Ad unirli sono soprattutto i balli e i canti popolari, a cui vanno aggiunti giochi (alcuni estremamente simili ai nostri) e usanze. In quest’ultimo caso ricordiamo la fantastica tradizione turca che vede come protagonisti il caffè e il futuro! Una lettura del proprio avvenire, dopo aver bevuto una bella tazza di caffè turco è di certo una di quelle esperienze da provare almeno una volta nella vita!
L’autoironia
Alla fine, ma non per importanza, troviamo l’autoironia, presente in gran quantità soprattutto nel popolo romeno! Prendere la vita con leggerezza, per citare Italo Calvino, è una grande qualità, che permette di vivere in un modo diverso, più sereno e leggero.

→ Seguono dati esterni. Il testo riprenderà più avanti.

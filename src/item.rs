//! The per-article record.
//!
//! An [`Item`] is what the blog knows about one article. It is persisted as
//! `item.json` inside the article directory, uses the JSON Feed item schema,
//! and is the unit every derived page and feed is built from.
//!
//! ```json
//! {
//!   "id": "http://ratan.blog/first-post",
//!   "url": "http://ratan.blog/first-post",
//!   "title": "First Post",
//!   "content_html": "<p>Hello</p>\n",
//!   "date_published": "2017-06-10T09:00:00Z",
//!   "date_modified": "2017-06-11T10:30:00Z",
//!   "tags": ["meta"],
//!   "attachments": [{ "url": "...", "mime_type": "image/png" }]
//! }
//! ```
//!
//! The modification timestamp is never earlier than the publish timestamp:
//! an article does not exist, as far as readers are concerned, before it is
//! published.

use crate::dates;
use chrono::{DateTime, FixedOffset};
use serde::{Deserialize, Deserializer, Serialize};
use std::fs;
use std::path::Path;
use thiserror::Error;
use url::Url;

/// Persisted metadata file inside each article directory.
pub const ITEM_FILE: &str = "item.json";

/// Subdirectory holding an article's attachment files.
pub const ATTACHMENT_DIR: &str = "attachments";

#[derive(Error, Debug)]
pub enum ItemError {
    #[error("IO error: {0}")]
    Io(#[from] std::io::Error),
    #[error("JSON error: {0}")]
    Json(#[from] serde_json::Error),
    #[error("URL error: {0}")]
    Url(#[from] url::ParseError),
    #[error("Blank title")]
    BlankTitle,
    #[error("Article directory has no name: {0}")]
    BlankDirectory(String),
}

#[derive(Debug, Clone, PartialEq, Eq, Serialize, Deserialize)]
pub struct Attachment {
    pub url: String,
    pub mime_type: String,
    /// True for attachments built at render time, once the MIME type is known.
    /// Never persisted, so reloaded attachments read as false.
    #[serde(skip)]
    pub valid: bool,
}

impl Attachment {
    /// Attachment at `<base>/<article>/attachments/<basename>`.
    pub fn new(
        base: &Url,
        article: &str,
        basename: &str,
        mime_type: String,
    ) -> Result<Self, ItemError> {
        let url = base.join(&format!("./{article}/{ATTACHMENT_DIR}/{basename}"))?;
        Ok(Self {
            url: url.to_string(),
            mime_type,
            valid: true,
        })
    }
}

#[derive(Debug, Clone, PartialEq, Eq, Serialize, Deserialize)]
pub struct Item {
    pub id: String,
    pub url: String,
    pub title: String,
    pub content_html: String,
    pub date_published: String,
    pub date_modified: String,
    #[serde(default, deserialize_with = "null_as_empty")]
    pub tags: Vec<String>,
    #[serde(default, deserialize_with = "null_as_empty")]
    pub attachments: Vec<Attachment>,
}

impl Item {
    /// Build the record for the article in `directory`.
    ///
    /// The URL (and id) is the base URL joined with the directory name.
    /// `modified` is clamped so it never precedes `published`.
    pub fn new(
        base: &Url,
        directory: &Path,
        title: &str,
        published: DateTime<FixedOffset>,
        modified: DateTime<FixedOffset>,
    ) -> Result<Self, ItemError> {
        if title.trim().is_empty() {
            return Err(ItemError::BlankTitle);
        }
        let name = article_name(directory)?;
        let url = base.join(&format!("./{name}"))?.to_string();
        let modified = modified.max(published);

        Ok(Self {
            id: url.clone(),
            url,
            title: title.to_string(),
            content_html: String::new(),
            date_published: dates::format_rfc3339(&published),
            date_modified: dates::format_rfc3339(&modified),
            tags: Vec::new(),
            attachments: Vec::new(),
        })
    }

    pub fn published(&self) -> Option<DateTime<FixedOffset>> {
        dates::parse_rfc3339(&self.date_published).ok()
    }

    pub fn modified(&self) -> Option<DateTime<FixedOffset>> {
        dates::parse_rfc3339(&self.date_modified).ok()
    }

    /// Load the record persisted in `directory`.
    ///
    /// A missing file means the article has never been rendered and yields
    /// `Ok(None)`. A file that exists but cannot be read or parsed is an error.
    pub fn load_previous(directory: &Path) -> Result<Option<Self>, ItemError> {
        let path = directory.join(ITEM_FILE);
        if !path.exists() {
            return Ok(None);
        }
        let content = fs::read_to_string(&path)?;
        Ok(Some(serde_json::from_str(&content)?))
    }

    /// Write the record to `directory`, replacing any previous one.
    pub fn persist(&self, directory: &Path) -> Result<(), ItemError> {
        let mut json = serde_json::to_string_pretty(self)?;
        json.push('\n');
        fs::write(directory.join(ITEM_FILE), json)?;
        Ok(())
    }
}

/// Final path component of an article directory, as used in URLs.
pub fn article_name(directory: &Path) -> Result<&str, ItemError> {
    directory
        .file_name()
        .and_then(|n| n.to_str())
        .filter(|n| !n.is_empty())
        .ok_or_else(|| ItemError::BlankDirectory(directory.display().to_string()))
}

/// Older metadata files wrote `null` for empty lists.
fn null_as_empty<'de, D, T>(deserializer: D) -> Result<Vec<T>, D::Error>
where
    D: Deserializer<'de>,
    T: Deserialize<'de>,
{
    Ok(Option::<Vec<T>>::deserialize(deserializer)?.unwrap_or_default())
}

D’altronde rispondere ai pregiudizi con una risata rappresenta una sconfitta enorme per chi vive per sentito dire o di falsi miti. Per chi vive puntando perennemente il dito, rinchiudendosi di fatto nella propria mente, poco incline all’apertura verso l’altro.
Allora ecco che il cerchio si chiude: l’ospitalità minata dal pregiudizio si nutre di risate e di sorrisi.
E fortunatamente crescono in abbondanza nella nostra terra.